Ces deux questions ont un point commun : montrer que lorsque l'on s'affranchit du principe de réalité, celui-ci vous revient violemment à la figure. Nous sommes incapables de réfléchir à des réformes sereinement, en visant le long terme. Cette incapacité pousse à poser des rustines inutiles, à ravauder un système jusqu'à l'usure complète...
La justice des mineurs souffre d'un conflit de logiques. À l'éducation, philosophie même de la justice des mineurs, on a voulu ajouter la force. Les tribunaux correctionnels pour mineurs n'ont pas fonctionné parce qu'ils ne le pouvaient pas. Il est temps de sonner le glas de cette réforme.
Le juge d'instruction est depuis trente ans à la fois une bête noire et un bouc émissaire. On n'a eu de cesse de vouloir le réduire à l'inexistence dans le domaine pénal, et on y est parvenu. Le juge d'instruction n'est presque plus saisi. Il est en coma dépassé parce qu'on est incapable de penser une vraie réforme de la procédure pénale en fonction de ce que sont devenues la délinquance et la criminalité.

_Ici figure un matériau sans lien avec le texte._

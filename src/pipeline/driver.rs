// SPDX-FileCopyrightText: 2026 ArcheBase
//
// SPDX-License-Identifier: MulanPSL-2.0

//! Batch export driver.
//!
//! Inputs are processed one at a time through load, assemble and write. A
//! failing input is counted, logged and skipped; samples it wrote before
//! failing stay in the output. Fatal errors (writer I/O, configuration) end
//! the run.

use std::path::{Path, PathBuf};
use std::str::FromStr;

use serde::{Deserialize, Serialize};
use tracing::{debug, info, warn};

use super::assemble::{FrameAssembler, KeyTemplate, DEFAULT_KEY_TEMPLATE};
use crate::core::Identifier;
use crate::io::compress::{compress_shards, Compression};
use crate::io::loader::{FilenameParser, RecordingLoader, StackPattern, DEFAULT_STACK_PATTERN};
use crate::io::shard::builder::{DEFAULT_EXTENSION, DEFAULT_MAX_SHARD_SIZE};
use crate::io::shard::{ShardInfo, ShardWriter, ShardWriterBuilder};
use crate::io::traits::StackDecoder;
use crate::recording::Recording;
use crate::sample::{EncodedSample, ExperimentFrameSample, FrameSample, ImageSample, View};
use crate::{Result, ToileError};

/// Filename capture naming the experimental subject.
pub const SUBJECT_FIELD: &str = "subject";

/// Filename capture naming the preparation.
pub const PREPARATION_FIELD: &str = "preparation";

/// What an export run produces.
#[derive(Debug, Clone, Copy, PartialEq, Eq, Hash, Default, Serialize, Deserialize)]
#[serde(rename_all = "lowercase")]
pub enum ExportKind {
    /// One sample per frame
    #[default]
    Frames,
    /// Fixed-length frame windows
    Clips,
    /// One sample per recording
    Movies,
}

/// Error returned when parsing an `ExportKind` from string fails.
#[derive(Debug, Clone, Copy, PartialEq, Eq)]
pub struct ParseExportKindError {
    _private: (),
}

impl std::fmt::Display for ParseExportKindError {
    fn fmt(&self, f: &mut std::fmt::Formatter<'_>) -> std::fmt::Result {
        write!(f, "invalid export kind, expected 'frames', 'clips', or 'movies'")
    }
}

impl std::error::Error for ParseExportKindError {}

impl FromStr for ExportKind {
    type Err = ParseExportKindError;

    fn from_str(s: &str) -> std::result::Result<Self, Self::Err> {
        match s.to_lowercase().as_str() {
            "frames" => Ok(ExportKind::Frames),
            "clips" => Ok(ExportKind::Clips),
            "movies" => Ok(ExportKind::Movies),
            _ => Err(ParseExportKindError { _private: () }),
        }
    }
}

impl ExportKind {
    /// Convert to string representation.
    pub fn as_str(&self) -> &'static str {
        match self {
            ExportKind::Frames => "frames",
            ExportKind::Clips => "clips",
            ExportKind::Movies => "movies",
        }
    }

    /// Whether this kind can be exported.
    pub fn is_implemented(&self) -> bool {
        matches!(self, ExportKind::Frames)
    }
}

/// Sample shape written for each frame.
#[derive(Debug, Clone, Copy, PartialEq, Eq, Hash, Default, Serialize, Deserialize)]
#[serde(rename_all = "lowercase")]
pub enum FrameFormat {
    /// Pixels plus merged movie/frame metadata
    #[default]
    Full,
    /// Pixels only
    Image,
    /// Pixels plus subject and preparation ids
    Experiment,
}

/// Error returned when parsing a `FrameFormat` from string fails.
#[derive(Debug, Clone, Copy, PartialEq, Eq)]
pub struct ParseFrameFormatError {
    _private: (),
}

impl std::fmt::Display for ParseFrameFormatError {
    fn fmt(&self, f: &mut std::fmt::Formatter<'_>) -> std::fmt::Result {
        write!(f, "invalid frame format, expected 'full', 'image', or 'experiment'")
    }
}

impl std::error::Error for ParseFrameFormatError {}

impl FromStr for FrameFormat {
    type Err = ParseFrameFormatError;

    fn from_str(s: &str) -> std::result::Result<Self, Self::Err> {
        match s.to_lowercase().as_str() {
            "full" => Ok(FrameFormat::Full),
            "image" => Ok(FrameFormat::Image),
            "experiment" => Ok(FrameFormat::Experiment),
            _ => Err(ParseFrameFormatError { _private: () }),
        }
    }
}

/// Export configuration.
///
/// Every field has a default, so a TOML file only needs the keys it changes.
#[derive(Debug, Clone, PartialEq, Serialize, Deserialize)]
#[serde(default, deny_unknown_fields)]
pub struct ExportConfig {
    /// Directory shards are written to (created if missing)
    pub output_dir: PathBuf,
    /// Shard filename stem; defaults to the output directory's name
    pub stem: Option<String>,
    /// Export kind
    pub kind: ExportKind,
    /// Maximum payload bytes per shard
    pub max_shard_size: u64,
    /// Maximum samples per shard
    pub max_shard_count: Option<usize>,
    /// Shard archive extension
    pub extension: String,
    /// Rescale each recording to 8 bits
    pub to_uint8: bool,
    /// Compression applied after all shards are sealed
    pub compression: Compression,
    /// Per-field diagnostics and decoder output
    pub verbose: bool,
    /// Sample key template
    pub key_template: String,
    /// Sample shape per frame
    pub frame_format: FrameFormat,
    /// Glob locating the stack inside an input directory
    pub stack_pattern: String,
    /// Regex with named captures applied to stack file names
    pub filename_pattern: Option<String>,
}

On désire le supprimer, sans oser prendre une décision frontale qui aurait le mérite de la clarté. Faute de courage, on assiste à la mort lente du juge d'instruction, sous sédatif, qui n'apporte plus rien d'utile à la procédure pénale. Le juge d'instruction doit principalement veiller au délai des actes auxquels il est contraint, envoyer des lettres recommandées, attendre les délais qu'on lui impose, attendre le recours contre ses décisions ou non décisions. On arrive à une juridiction qui ne fonctionne plus, mais offre au justiciable le maximum de garanties.
À côté, on a développé les pouvoirs du parquet qui ne sont contrôlés par rien ni personne. Le JLD effectue un contrôle formel alors qu'il n'a en réalité aucun positionnement dans l'architecture judiciaire et n'a acquis de légitimité que dans le domaine du contrôle de la détention provisoire. Le JLD est le surveillant-chef du juge d'instruction dans les domaines de la criminalité organisée et du terrorisme, mais il n'a qu'un pouvoir d'enregistrement des décisions. D'un côté, on a un système qui prévoit une multitude de garanties mais ne s'applique plus, et de l'un autre, un système qui n'en offre aucune mais tourne à plein régime.
L'abandon de la collégialité n'est que le monument au mort sur la tombe du juge d'instruction, enterré alors qu'il n'était que dans le coma dépassé.